不慮の事故で息子が亡くなり、遺産分割を行うことになりました。相続人は、息子の妻と、息子の父である私の2人です。
息子名義の預貯金は、全部で1000万円ありますが、そのうち500万円は、私が息子の名義で預金したものです。
息子の妻は、私が預金した500万円についても、息子名義の預金なのだから、息子の遺産だと主張していますが、納得がいきません。
この場合、どのような手続きをとればよいのでしょうか。

 

回答

遺産の分け方について、相続人間で協議がまとまらない場合には、家庭裁判所に遺産分割調停を申し立てることになります。
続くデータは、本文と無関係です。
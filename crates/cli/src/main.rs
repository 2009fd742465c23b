// Copyright (C) 2026 Fred Clausen
// Use of this source code is governed by an MIT-style
// license that can be found in the LICENSE file or at
// https://opensource.org/licenses/MIT.

#![deny(
    clippy::pedantic,
    clippy::cargo,
    clippy::nursery,
    clippy::style,
    clippy::correctness,
    clippy::all,
    clippy::unwrap_used,
    clippy::expect_used
)]
#![allow(clippy::multiple_crate_versions)]

mod manifest;
mod render;

#[cfg(test)]
mod tests;

use clap::{Parser, Subcommand};
use clap_verbosity_flag::{InfoLevel, Verbosity};
use color_eyre::eyre::{Context, Result, eyre};
use grafica::{Command as RegistryCommand, RegistryState, apply};
use grafica_api::{
    ClientConfig, Completion, DEFAULT_BASE_URL, HttpSolicitationApi, ListFilter, Session,
    SolicitationSyncCoordinator, StaticIdentity, SubmitMode, SubmitOutcome, parse_date,
    translate_core_error, translate_domain_error,
};
use grafica_domain::{
    PagesPerSheet, PrintConfig, Solicitation, TableRow, User, compute_sheets_total, count_pages,
    validate_page_range,
};
use manifest::{Manifest, add_to_registry};
use std::path::{Path, PathBuf};
use std::sync::Arc;
use std::time::Duration;
use tracing::{debug, info, warn};
use tracing_log::AsTrace;
use tracing_subscriber::EnvFilter;

type Coordinator = SolicitationSyncCoordinator<HttpSolicitationApi>;

/// Grafica - print solicitation client
#[derive(Parser, Debug)]
#[command(author, version, about, long_about = None)]
struct Args {
    /// Base URL of the print-shop API
    #[arg(long, env = "GRAFICA_BASE_URL", default_value = DEFAULT_BASE_URL)]
    base_url: String,

    /// Per-request timeout, in seconds
    #[arg(long, env = "GRAFICA_TIMEOUT_SECS", default_value_t = 30)]
    timeout_secs: u64,

    /// Bearer token issued by the identity service
    #[arg(long, env = "GRAFICA_TOKEN", hide_env_values = true)]
    token: Option<String>,

    /// Full name of the requesting user
    #[arg(long, env = "GRAFICA_USER_NAME")]
    user_name: Option<String>,

    /// Registration number of the requesting user
    #[arg(long, env = "GRAFICA_REGISTRATION")]
    registration: Option<String>,

    #[command(flatten)]
    verbosity: Verbosity<InfoLevel>,

    #[command(subcommand)]
    command: Command,
}

#[derive(Debug, Subcommand)]
enum Command {
    /// Check or count a page-range string
    Pages {
        #[command(subcommand)]
        action: PagesAction,
    },

    /// Compute the sheets a copy consumes
    Sheets {
        /// Page count of the document
        page_count: u32,
        /// Custom page range (all pages when omitted)
        #[arg(long)]
        pages: Option<String>,
        /// Number of copies
        #[arg(long, default_value_t = 1)]
        copies: u32,
        /// Pages per side of the sheet (1, 2 or 4)
        #[arg(long, default_value_t = 1)]
        pages_per_sheet: u8,
        /// Print on both sides
        #[arg(long)]
        front_and_back: bool,
    },

    /// Submit a manifest as a new solicitation, or add it to an existing one
    Submit {
        /// Path to the JSON manifest
        manifest: PathBuf,
        /// Add the copies to this solicitation instead of creating one
        #[arg(long)]
        edit: Option<i64>,
        /// Term in hours (overrides the manifest)
        #[arg(long)]
        deadline: Option<u32>,
        /// Replace duplicates instead of skipping them
        #[arg(long)]
        overwrite: bool,
        /// Print the registry without submitting
        #[arg(long)]
        dry_run: bool,
    },

    /// Show one solicitation
    Show { id: i64 },

    /// List solicitations
    List {
        /// Server-side scope (e.g. "mine")
        #[arg(long)]
        filtering: Option<String>,
        /// Only concluded (true) or open (false) solicitations
        #[arg(long)]
        concluded: Option<bool>,
        /// Window start, YYYY-MM-DD
        #[arg(long)]
        start_date: Option<String>,
        /// Window end, YYYY-MM-DD
        #[arg(long)]
        end_date: Option<String>,
        /// Free-text search
        #[arg(long)]
        query: Option<String>,
    },

    /// List the copies of one solicitation
    Copies {
        id: i64,
        #[arg(long)]
        query: Option<String>,
    },

    /// Flip a solicitation between open and concluded
    Toggle { id: i64 },

    /// Delete a solicitation
    Delete { id: i64 },

    /// Remove one copy from a solicitation
    RemoveCopy { id: i64, copy_id: i64 },

    /// Comment on a solicitation
    Comment { id: i64, message: String },

    /// Download an attached file
    Download {
        id: i64,
        file_name: String,
        /// Destination path (defaults to the file name)
        #[arg(short, long)]
        output: Option<PathBuf>,
    },

    /// Render an HTML report of the given solicitations
    Report {
        #[arg(required = true)]
        ids: Vec<i64>,
        /// Destination path (stdout when omitted)
        #[arg(short, long)]
        output: Option<PathBuf>,
    },
}

#[derive(Debug, Subcommand)]
enum PagesAction {
    /// Validate a range against a document's page count
    Validate { range: String, total_pages: u32 },
    /// Count the pages a range selects
    Count { range: String },
}

impl Args {
    fn env_filter(&self) -> EnvFilter {
        EnvFilter::builder()
            .with_default_directive(self.verbosity.log_level_filter().as_trace().into())
            .from_env_lossy()
    }

    fn client_config(&self) -> ClientConfig {
        ClientConfig::new(&self.base_url).with_timeout(Duration::from_secs(self.timeout_secs))
    }

    fn user(&self) -> User {
        User {
            common_name: self.user_name.clone(),
            registration_number: self.registration.clone(),
            ..User::default()
        }
    }
}

#[tokio::main]
async fn main() -> Result<()> {
    color_eyre::install()?;
    let args: Args = Args::parse();

    tracing_subscriber::fmt()
        .with_env_filter(args.env_filter())
        .init();

    match &args.command {
        Command::Pages { action } => run_pages(action),
        Command::Sheets {
            page_count,
            pages,
            copies,
            pages_per_sheet,
            front_and_back,
        } => run_sheets(
            *page_count,
            pages.as_deref(),
            *copies,
            *pages_per_sheet,
            *front_and_back,
        ),
        command => {
            let coordinator: Arc<Coordinator> = Arc::new(connect(&args).await?);
            watch_interrupt(&coordinator);
            run_remote(&coordinator, command).await
        }
    }
}

fn run_pages(action: &PagesAction) -> Result<()> {
    match action {
        PagesAction::Validate { range, total_pages } => {
            validate_page_range(range, *total_pages).map_err(translate_domain_error)?;
            println!("{range}: valid for {total_pages} pages");
        }
        PagesAction::Count { range } => println!("{}", count_pages(range)),
    }
    Ok(())
}

fn run_sheets(
    page_count: u32,
    pages: Option<&str>,
    copies: u32,
    pages_per_sheet: u8,
    front_and_back: bool,
) -> Result<()> {
    let per_side: PagesPerSheet =
        PagesPerSheet::try_from(pages_per_sheet).map_err(translate_domain_error)?;
    let mut config: PrintConfig = PrintConfig::default()
        .with_copy_count(copies)
        .with_pages_per_sheet(per_side)
        .with_front_and_back(front_and_back);

    if let Some(range) = pages {
        validate_page_range(range, page_count).map_err(translate_domain_error)?;
        config = config.with_custom_pages(range);
    }
    config.normalize();

    println!("{}", compute_sheets_total(page_count, &config));
    Ok(())
}

async fn connect(args: &Args) -> Result<Coordinator> {
    let token: &str = args
        .token
        .as_deref()
        .ok_or_else(|| eyre!("A token is required (--token or GRAFICA_TOKEN)"))?;

    let identity: StaticIdentity = StaticIdentity::new(token, args.user());
    let session: Session = Session::establish(&identity).await?;
    let api: HttpSolicitationApi = HttpSolicitationApi::new(args.client_config())?;

    debug!(base_url = %args.base_url, "Connected");
    Ok(SolicitationSyncCoordinator::new(api, session))
}

/// Detaches in-flight calls on Ctrl-C.
fn watch_interrupt(coordinator: &Arc<Coordinator>) {
    let coordinator: Arc<Coordinator> = Arc::clone(coordinator);
    tokio::spawn(async move {
        if tokio::signal::ctrl_c().await.is_ok() {
            warn!("Interrupted, abandoning in-flight request");
            coordinator.dispose();
        }
    });
}

fn completed<T>(completion: Completion<T>) -> Result<T> {
    completion
        .into_option()
        .ok_or_else(|| eyre!("Request abandoned"))
}

async fn fetch(coordinator: &Coordinator, id: i64) -> Result<Solicitation> {
    completed(coordinator.fetch(id).await?)
}

async fn run_remote(coordinator: &Coordinator, command: &Command) -> Result<()> {
    match command {
        Command::Pages { .. } | Command::Sheets { .. } => {}
        Command::Submit {
            manifest,
            edit,
            deadline,
            overwrite,
            dry_run,
        } => {
            run_submit(
                coordinator,
                manifest,
                *edit,
                *deadline,
                *overwrite,
                *dry_run,
            )
            .await?;
        }
        Command::Show { id } => {
            print!("{}", render::describe_solicitation(&fetch(coordinator, *id).await?));
        }
        Command::List {
            filtering,
            concluded,
            start_date,
            end_date,
            query,
        } => {
            let mut filter: ListFilter = ListFilter::default().with_dates(
                start_date
                    .as_deref()
                    .map(|text| parse_date("startDate", text))
                    .transpose()?,
                end_date
                    .as_deref()
                    .map(|text| parse_date("endDate", text))
                    .transpose()?,
            );
            if let Some(filtering) = filtering {
                filter = filter.with_filtering(filtering);
            }
            if let Some(concluded) = concluded {
                filter = filter.with_concluded(*concluded);
            }
            if let Some(query) = query {
                filter = filter.with_query(query);
            }

            let rows: Vec<TableRow> = completed(coordinator.list(&filter).await?)?;
            for row in &rows {
                println!("{}", render::describe_row(row));
            }
            info!(rows = rows.len(), "Listed solicitations");
        }
        Command::Copies { id, query } => {
            let rows: Vec<TableRow> =
                completed(coordinator.list_copies(*id, query.as_deref()).await?)?;
            for row in &rows {
                println!("{}", render::describe_row(row));
            }
        }
        Command::Toggle { id } => {
            println!("{}", completed(coordinator.toggle_status(*id).await?)?);
        }
        Command::Delete { id } => {
            println!("{}", completed(coordinator.delete(*id).await?)?);
        }
        Command::RemoveCopy { id, copy_id } => {
            let solicitation: Solicitation = fetch(coordinator, *id).await?;
            let reloaded: Solicitation =
                completed(coordinator.remove_copy_then_refetch(*copy_id, &solicitation).await?)?;
            print!("{}", render::describe_solicitation(&reloaded));
        }
        Command::Comment { id, message } => {
            println!("{}", completed(coordinator.comment(*id, message).await?)?);
        }
        Command::Download {
            id,
            file_name,
            output,
        } => {
            let bytes: Vec<u8> = completed(coordinator.download(*id, file_name).await?)?;
            let path: PathBuf = output.clone().unwrap_or_else(|| PathBuf::from(file_name));
            tokio::fs::write(&path, &bytes)
                .await
                .wrap_err_with(|| format!("Failed to write {}", path.display()))?;
            info!(path = %path.display(), bytes = bytes.len(), "Downloaded file");
        }
        Command::Report { ids, output } => {
            let mut solicitations: Vec<Solicitation> = Vec::with_capacity(ids.len());
            for id in ids {
                solicitations.push(fetch(coordinator, *id).await?);
            }
            let html: String = completed(coordinator.report(&solicitations).await?)?;
            match output {
                Some(path) => tokio::fs::write(path, html)
                    .await
                    .wrap_err_with(|| format!("Failed to write {}", path.display()))?,
                None => println!("{html}"),
            }
        }
    }
    Ok(())
}

async fn run_submit(
    coordinator: &Coordinator,
    manifest_path: &Path,
    edit: Option<i64>,
    deadline: Option<u32>,
    overwrite: bool,
    dry_run: bool,
) -> Result<()> {
    let manifest: Manifest = Manifest::load(manifest_path)?;
    let base_dir: &Path = manifest_path.parent().unwrap_or_else(|| Path::new("."));

    let (mode, start): (SubmitMode, RegistryState) = match edit {
        Some(id) => {
            let solicitation: Solicitation = fetch(coordinator, id).await?;
            let registry: RegistryState =
                RegistryState::from_solicitation(&solicitation).map_err(translate_core_error)?;
            (SubmitMode::EditSolicitation, registry)
        }
        None => (SubmitMode::NewSolicitation, RegistryState::new()),
    };

    let mut registry: RegistryState =
        add_to_registry(start, manifest.resolve(base_dir)?, overwrite)?;
    if let Some(hours) = deadline.or(manifest.deadline) {
        registry = apply(&registry, RegistryCommand::SelectDeadline { hours })
            .map_err(translate_core_error)?
            .new_state;
    }

    print!("{}", render::describe_registry(&registry));
    if dry_run {
        return Ok(());
    }

    let outcome: SubmitOutcome =
        completed(coordinator.submit(mode, &registry, registry.deadline()).await?)?;
    match outcome {
        SubmitOutcome::Created { solicitation, .. } => {
            println!(
                "Created solicitation {}",
                solicitation
                    .id
                    .map_or_else(|| String::from("(no id)"), |id| format!("#{id}"))
            );
        }
        SubmitOutcome::Edited {
            message,
            solicitation,
            ..
        } => {
            println!("{message}");
            print!("{}", render::describe_solicitation(&solicitation));
        }
    }
    Ok(())
}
しかし、今回のケースでは、父親が息子名義で預金した500万円が息子の遺産であるかどうかが問題となっています。このように、被相続人の遺産が何かについて争いがある場合には、地方裁判所に、遺産確認の訴えという民事裁判を提起する必要があります。
遺産確認の訴えで、被相続人の遺産を確定させたうえで、遺産分割を行うことになります。

 

教訓

相続に関する係争は、すべて家庭裁判所での「遺産分割調停」で解決できると誤解されがちですが、「遺産分割調停」は、相続人及び遺産の範囲が確定していることを前提とした手続きです。
何が遺産かということ自体が争われているような場合には、別途地方裁判所に遺産確認の訴えを提起する必要があります。

ただし、これらの手続きは、紛争性のある法律行為に該当します。相続診断士として、このようなケースに遭遇した場合には、弁護士を紹介するようにしましょう。